A muchos les ha tocado lanzarse al ruedo sin tener una guía, les ha tocado aprender por ensayo y error. Ensayo y error. Esa es una forma de aprendizaje que no requiere de profesores. Todos podemos aprender así. Esa forma de aprendizaje es importante, pero sólo es conveniente cuando no hay de otra, cuando no hay quién nos enseñe o cuando es un campo que nadie nunca ha explorado. Aprender a través de otros suele ser más práctico, nos economizamos tiempo y esfuerzo. Piénsese no más si en lugar de enseñar a escribir a los niños los dejáramos para que ellos a fuerza de ensayo y error aprendieran a escribir. Seguramente ninguno de ellos aprendería, a menos que la necesidad práctica se los impusiera. Y si tuvieran que aprenderlo sin maestros tardarían mucho más tiempo en hacerlo, tendrían que observar cómo la gente que sabe escribir lo hace, establecer correlaciones, hacer ensayo y error, en fin. Y si nadie supiera escribir pasarían millones de años para que se redescubriera la escritura. En los doce o quince años que uno pasa en el colegio uno adquiere el conocimiento que a la humanidad le ha costado construir en millones de años. En realidad, es práctico aprender de otros, es más práctico que nos enseñen.

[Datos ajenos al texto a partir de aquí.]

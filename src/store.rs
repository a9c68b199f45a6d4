// Copyright (c) 2025 Soumyadip Sarkar.
// All rights reserved.
//
// This source code is licensed under the license found in the
// LICENSE file in the root directory of this source tree.

//! Record store for transactions, debts and settings.

use chrono::NaiveDate;
use rusqlite::types::{Type, Value};
use rusqlite::{Connection, OptionalExtension, Row, params, params_from_iter};
use rust_decimal::Decimal;

use crate::db::init_schema;
use crate::errors::{FinanceError, Result};
use crate::models::{
    Debt, DebtAdjustment, DebtData, Month, Transaction, TransactionData, TransactionFilter,
};
use crate::utils::{fmt_date, new_id};

/// Everything the service needs from persistence. Writes that carry debt
/// adjustments apply them in the same unit of work as the records.
pub trait RecordStore {
    fn list_transactions(&self, filter: &TransactionFilter) -> Result<Vec<Transaction>>;
    fn get_transaction(&self, id: &str) -> Result<Transaction>;
    /// Transactions dated in `[from, until)`.
    fn list_transactions_dated(&self, from: NaiveDate, until: NaiveDate)
    -> Result<Vec<Transaction>>;
    fn create_transactions(
        &mut self,
        batch: &[TransactionData],
        adjustments: &[DebtAdjustment],
    ) -> Result<Vec<Transaction>>;
    fn update_transaction(
        &mut self,
        id: &str,
        data: &TransactionData,
        adjustments: &[DebtAdjustment],
    ) -> Result<Transaction>;
    fn delete_transaction(&mut self, id: &str, adjustments: &[DebtAdjustment])
    -> Result<Transaction>;

    fn list_debts(&self) -> Result<Vec<Debt>>;
    fn get_debt(&self, id: &str) -> Result<Debt>;
    fn create_debt(&mut self, data: &DebtData) -> Result<Debt>;
    fn update_debt(&mut self, id: &str, data: &DebtData) -> Result<Debt>;
    fn delete_debt(&mut self, id: &str) -> Result<Debt>;

    fn get_setting(&self, key: &str) -> Result<Option<String>>;
    fn set_setting(&mut self, key: &str, value: &str) -> Result<()>;

    fn create_transaction(&mut self, data: &TransactionData) -> Result<Transaction> {
        self.create_transactions(std::slice::from_ref(data), &[])?
            .pop()
            .ok_or_else(|| FinanceError::validation("nothing to create"))
    }

    /// Rows active in `month`: dated in it, ending in it, or spanning it.
    fn list_transactions_by_month(&self, month: Month) -> Result<Vec<Transaction>> {
        self.list_transactions(&TransactionFilter {
            month: Some(month),
            ..TransactionFilter::default()
        })
    }

    fn list_transactions_by_debt_id(&self, debt_id: &str) -> Result<Vec<Transaction>> {
        self.list_transactions(&TransactionFilter {
            debt_id: Some(debt_id.to_string()),
            ..TransactionFilter::default()
        })
    }
}

const TX_COLUMNS: &str =
    "id, series_id, title, amount, date, type, recurrence, end_date, notes, debt_id";

pub struct SqliteStore {
    conn: Connection,
}

impl SqliteStore {
    pub fn new(conn: Connection) -> Self {
        SqliteStore { conn }
    }

    pub fn open_in_memory() -> Result<Self> {
        let conn = Connection::open_in_memory()?;
        init_schema(&conn)?;
        Ok(SqliteStore { conn })
    }

    pub fn connection(&self) -> &Connection {
        &self.conn
    }
}

fn bad_column(idx: usize, err: FinanceError) -> rusqlite::Error {
    rusqlite::Error::FromSqlConversionFailure(idx, Type::Text, Box::new(err))
}

fn text_column<T: std::str::FromStr<Err = FinanceError>>(
    r: &Row<'_>,
    idx: usize,
) -> rusqlite::Result<T> {
    let s: String = r.get(idx)?;
    s.parse::<T>().map_err(|e| bad_column(idx, e))
}

fn decimal_column(r: &Row<'_>, idx: usize) -> rusqlite::Result<Decimal> {
    let s: String = r.get(idx)?;
    s.parse::<Decimal>()
        .map_err(|_| bad_column(idx, FinanceError::validation(format!("bad amount '{}'", s))))
}

fn date_column(r: &Row<'_>, idx: usize) -> rusqlite::Result<Option<NaiveDate>> {
    let s: Option<String> = r.get(idx)?;
    s.map(|s| crate::utils::parse_date(&s).map_err(|e| bad_column(idx, e)))
        .transpose()
}

fn row_to_transaction(r: &Row<'_>) -> rusqlite::Result<Transaction> {
    let date = date_column(r, 4)?.ok_or(rusqlite::Error::InvalidColumnType(
        4,
        "date".into(),
        Type::Null,
    ))?;
    Ok(Transaction {
        id: r.get(0)?,
        series_id: r.get(1)?,
        title: r.get(2)?,
        amount: decimal_column(r, 3)?,
        date,
        r#type: text_column(r, 5)?,
        recurrence: text_column(r, 6)?,
        end_date: date_column(r, 7)?,
        notes: r.get(8)?,
        debt_id: r.get(9)?,
    })
}

fn row_to_debt(r: &Row<'_>) -> rusqlite::Result<Debt> {
    Ok(Debt {
        id: r.get(0)?,
        title: r.get(1)?,
        amount: decimal_column(r, 2)?,
        r#type: text_column(r, 3)?,
        notes: r.get(4)?,
    })
}

fn fetch_transaction(conn: &Connection, id: &str) -> Result<Option<Transaction>> {
    let sql = format!("SELECT {TX_COLUMNS} FROM transactions WHERE id=?1");
    Ok(conn
        .query_row(&sql, params![id], row_to_transaction)
        .optional()?)
}

fn fetch_debt(conn: &Connection, id: &str) -> Result<Option<Debt>> {
    Ok(conn
        .query_row(
            "SELECT id, title, amount, type, notes FROM debts WHERE id=?1",
            params![id],
            row_to_debt,
        )
        .optional()?)
}

fn apply_adjustments(conn: &Connection, adjustments: &[DebtAdjustment]) -> Result<()> {
    for adj in adjustments {
        let debt = fetch_debt(conn, &adj.debt_id)?
            .ok_or_else(|| FinanceError::debt_not_found(&adj.debt_id))?;
        let amount = debt.amount + adj.delta;
        conn.execute(
            "UPDATE debts SET amount=?1 WHERE id=?2",
            params![amount.to_string(), adj.debt_id],
        )?;
        tracing::info!(debt = %adj.debt_id, delta = %adj.delta, balance = %amount, "debt adjusted");
    }
    Ok(())
}

impl RecordStore for SqliteStore {
    fn list_transactions(&self, filter: &TransactionFilter) -> Result<Vec<Transaction>> {
        let mut sql = format!("SELECT {TX_COLUMNS} FROM transactions WHERE 1=1");
        let mut args: Vec<Value> = Vec::new();

        if let Some(month) = filter.month {
            let n = args.len();
            sql.push_str(&format!(
                " AND ((date >= ?{s} AND date <= ?{e})
                   OR (end_date IS NOT NULL AND end_date >= ?{s} AND end_date <= ?{e})
                   OR (date <= ?{e} AND end_date IS NOT NULL AND end_date >= ?{s}))",
                s = n + 1,
                e = n + 2
            ));
            args.push(Value::Text(fmt_date(&month.first_day())));
            args.push(Value::Text(fmt_date(&month.last_day())));
        }
        if let Some(t) = filter.r#type {
            sql.push_str(&format!(" AND type=?{}", args.len() + 1));
            args.push(Value::Text(t.as_str().to_string()));
        }
        if let Some(debt) = &filter.debt_id {
            sql.push_str(&format!(" AND debt_id=?{}", args.len() + 1));
            args.push(Value::Text(debt.clone()));
        }
        if let Some(series) = &filter.series_id {
            sql.push_str(&format!(" AND series_id=?{}", args.len() + 1));
            args.push(Value::Text(series.clone()));
        }
        sql.push_str(" ORDER BY date, rowid");
        if let Some(limit) = filter.limit {
            sql.push_str(&format!(" LIMIT ?{}", args.len() + 1));
            args.push(Value::Integer(i64::try_from(limit).unwrap_or(i64::MAX)));
        }

        let mut stmt = self.conn.prepare(&sql)?;
        let rows = stmt.query_map(params_from_iter(args.iter()), row_to_transaction)?;
        let mut data = Vec::new();
        for row in rows {
            data.push(row?);
        }
        if let Some(month) = filter.month {
            debug_assert!(data.iter().all(|t| t.is_active_in(month)));
        }
        tracing::debug!(count = data.len(), ?filter, "listed transactions");
        Ok(data)
    }

    fn get_transaction(&self, id: &str) -> Result<Transaction> {
        fetch_transaction(&self.conn, id)?.ok_or_else(|| FinanceError::transaction_not_found(id))
    }

    fn list_transactions_dated(
        &self,
        from: NaiveDate,
        until: NaiveDate,
    ) -> Result<Vec<Transaction>> {
        let sql = format!(
            "SELECT {TX_COLUMNS} FROM transactions WHERE date >= ?1 AND date < ?2 ORDER BY date, rowid"
        );
        let mut stmt = self.conn.prepare(&sql)?;
        let rows = stmt.query_map(
            params![fmt_date(&from), fmt_date(&until)],
            row_to_transaction,
        )?;
        let mut data = Vec::new();
        for row in rows {
            data.push(row?);
        }
        Ok(data)
    }

    fn create_transactions(
        &mut self,
        batch: &[TransactionData],
        adjustments: &[DebtAdjustment],
    ) -> Result<Vec<Transaction>> {
        let tx = self.conn.transaction()?;
        let mut created = Vec::with_capacity(batch.len());
        {
            let mut stmt = tx.prepare(
                "INSERT INTO transactions(id, series_id, title, amount, date, type, recurrence, end_date, notes, debt_id)
                 VALUES (?1, ?2, ?3, ?4, ?5, ?6, ?7, ?8, ?9, ?10)",
            )?;
            for data in batch {
                let id = new_id();
                let series_id = data.series_id.clone().unwrap_or_else(|| id.clone());
                stmt.execute(params![
                    id,
                    series_id,
                    data.title,
                    data.amount.to_string(),
                    fmt_date(&data.date),
                    data.r#type.as_str(),
                    data.recurrence.as_str(),
                    data.end_date.as_ref().map(fmt_date),
                    data.notes,
                    data.debt_id,
                ])?;
                created.push(Transaction {
                    id,
                    series_id,
                    title: data.title.clone(),
                    amount: data.amount,
                    date: data.date,
                    r#type: data.r#type,
                    recurrence: data.recurrence,
                    end_date: data.end_date,
                    notes: data.notes.clone(),
                    debt_id: data.debt_id.clone(),
                });
            }
        }
        apply_adjustments(&tx, adjustments)?;
        tx.commit()?;
        tracing::info!(count = created.len(), "transactions created");
        Ok(created)
    }

    fn update_transaction(
        &mut self,
        id: &str,
        data: &TransactionData,
        adjustments: &[DebtAdjustment],
    ) -> Result<Transaction> {
        let tx = self.conn.transaction()?;
        let existing =
            fetch_transaction(&tx, id)?.ok_or_else(|| FinanceError::transaction_not_found(id))?;
        let series_id = data.series_id.clone().unwrap_or(existing.series_id);
        tx.execute(
            "UPDATE transactions SET series_id=?2, title=?3, amount=?4, date=?5, type=?6,
                recurrence=?7, end_date=?8, notes=?9, debt_id=?10
             WHERE id=?1",
            params![
                id,
                series_id,
                data.title,
                data.amount.to_string(),
                fmt_date(&data.date),
                data.r#type.as_str(),
                data.recurrence.as_str(),
                data.end_date.as_ref().map(fmt_date),
                data.notes,
                data.debt_id,
            ],
        )?;
        apply_adjustments(&tx, adjustments)?;
        let updated =
            fetch_transaction(&tx, id)?.ok_or_else(|| FinanceError::transaction_not_found(id))?;
        tx.commit()?;
        tracing::info!(id, "transaction updated");
        Ok(updated)
    }

    fn delete_transaction(
        &mut self,
        id: &str,
        adjustments: &[DebtAdjustment],
    ) -> Result<Transaction> {
        let tx = self.conn.transaction()?;
        let existing =
            fetch_transaction(&tx, id)?.ok_or_else(|| FinanceError::transaction_not_found(id))?;
        tx.execute("DELETE FROM transactions WHERE id=?1", params![id])?;
        apply_adjustments(&tx, adjustments)?;
        tx.commit()?;
        tracing::info!(id, "transaction deleted");
        Ok(existing)
    }

    fn list_debts(&self) -> Result<Vec<Debt>> {
        let mut stmt = self
            .conn
            .prepare("SELECT id, title, amount, type, notes FROM debts ORDER BY title, rowid")?;
        let rows = stmt.query_map([], row_to_debt)?;
        let mut data = Vec::new();
        for row in rows {
            data.push(row?);
        }
        Ok(data)
    }

    fn get_debt(&self, id: &str) -> Result<Debt> {
        fetch_debt(&self.conn, id)?.ok_or_else(|| FinanceError::debt_not_found(id))
    }

    fn create_debt(&mut self, data: &DebtData) -> Result<Debt> {
        let id = new_id();
        self.conn.execute(
            "INSERT INTO debts(id, title, amount, type, notes) VALUES (?1, ?2, ?3, ?4, ?5)",
            params![
                id,
                data.title,
                data.amount.to_string(),
                data.r#type.as_str(),
                data.notes
            ],
        )?;
        tracing::info!(id = %id, title = %data.title, "debt created");
        Ok(Debt {
            id,
            title: data.title.clone(),
            amount: data.amount,
            r#type: data.r#type,
            notes: data.notes.clone(),
        })
    }

    fn update_debt(&mut self, id: &str, data: &DebtData) -> Result<Debt> {
        let changed = self.conn.execute(
            "UPDATE debts SET title=?2, amount=?3, type=?4, notes=?5 WHERE id=?1",
            params![
                id,
                data.title,
                data.amount.to_string(),
                data.r#type.as_str(),
                data.notes
            ],
        )?;
        if changed == 0 {
            return Err(FinanceError::debt_not_found(id));
        }
        tracing::info!(id, "debt updated");
        self.get_debt(id)
    }

    fn delete_debt(&mut self, id: &str) -> Result<Debt> {
        let existing = self.get_debt(id)?;
        self.conn
            .execute("DELETE FROM debts WHERE id=?1", params![id])?;
        tracing::info!(id, "debt deleted");
        Ok(existing)
    }

    fn get_setting(&self, key: &str) -> Result<Option<String>> {
        Ok(self
            .conn
            .query_row(
                "SELECT value FROM settings WHERE key=?1",
                params![key],
                |r| r.get(0),
            )
            .optional()?)
    }

    fn set_setting(&mut self, key: &str, value: &str) -> Result<()> {
        self.conn.execute(
            "INSERT INTO settings(key, value) VALUES(?1, ?2)
             ON CONFLICT(key) DO UPDATE SET value=excluded.value",
            params![key, value],
        )?;
        Ok(())
    }
}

Entonces, ¿por qué estudiamos? Y repito que estudio aquí significa ir a una institución a aprender lo que los profesores nos ofrecen. Si a uno le interesa un área específica, es mucho más práctico aprenderla de una persona que es experta, uno se ahorra mucho tiempo y cuando ha adquirido de esa persona todo lo que debe saber comienza por sí solo el camino hacia la incertidumbre: el camino del ensayo y el error.

Pero en los colegios vemos materias que no nos gustan, que no nos interesan. Yo vi química en el colegio y era el mejor, pero casi nunca la volví a ver el resto de mi vida. Ya se me olvidó casi todo lo que vi. ¿Para qué me sirve entonces ese conocimiento fuera de ser una persona más culta? ¿Para qué estudié química? No puedo decir que en mi caso no me ha servido para nada. Aunque no recuerdo bien en qué consiste el proceso de la fotosíntesis, sé que ese proceso se da y sé que las plantas no crecen por una energía mística e inexplicable sino por una simple transformación de energía. Mi concepto de energía no es el concepto místico, ni mágico-religioso. Es energía física y químicamente explicable. Me ha servido, al menos, para liberarme de creencias supersticiosas. Pero habrá quien ni para eso le haya servido. ¿Por qué entonces vemos en los colegios materias que quizás nunca más volvamos a ver?

Hagamos un razonamiento. Supongamos que yo no he probado el helado de chocolate y alguien me pregunta si me gusta el helado de chocolate. ¿Podría yo decir si me gusta o no si jamás lo he probado? Realmente no. Sólo podría decirlo si lo he probado. No puedo saber qué me gusta si previamente no lo he probado. Puedo decidir no probarlo por otras razones pero jamás podré decir que lo rechazo porque su sabor me parece desagradable. Es como rechazar la marihuana. Yo jamás la he probado pero no porque no me guste desde el punto de vista de la experiencia (jamás la he tenido), sino porque no es aceptado por la sociedad y quien lo hace suele cargar con un estigma social difícil de superar. Claro, hay otras razones, unas podrán ser morales, otras podrán ser de salud, en fin, pero jamás podré decir que no lo hago porque sus efectos me son desagradables.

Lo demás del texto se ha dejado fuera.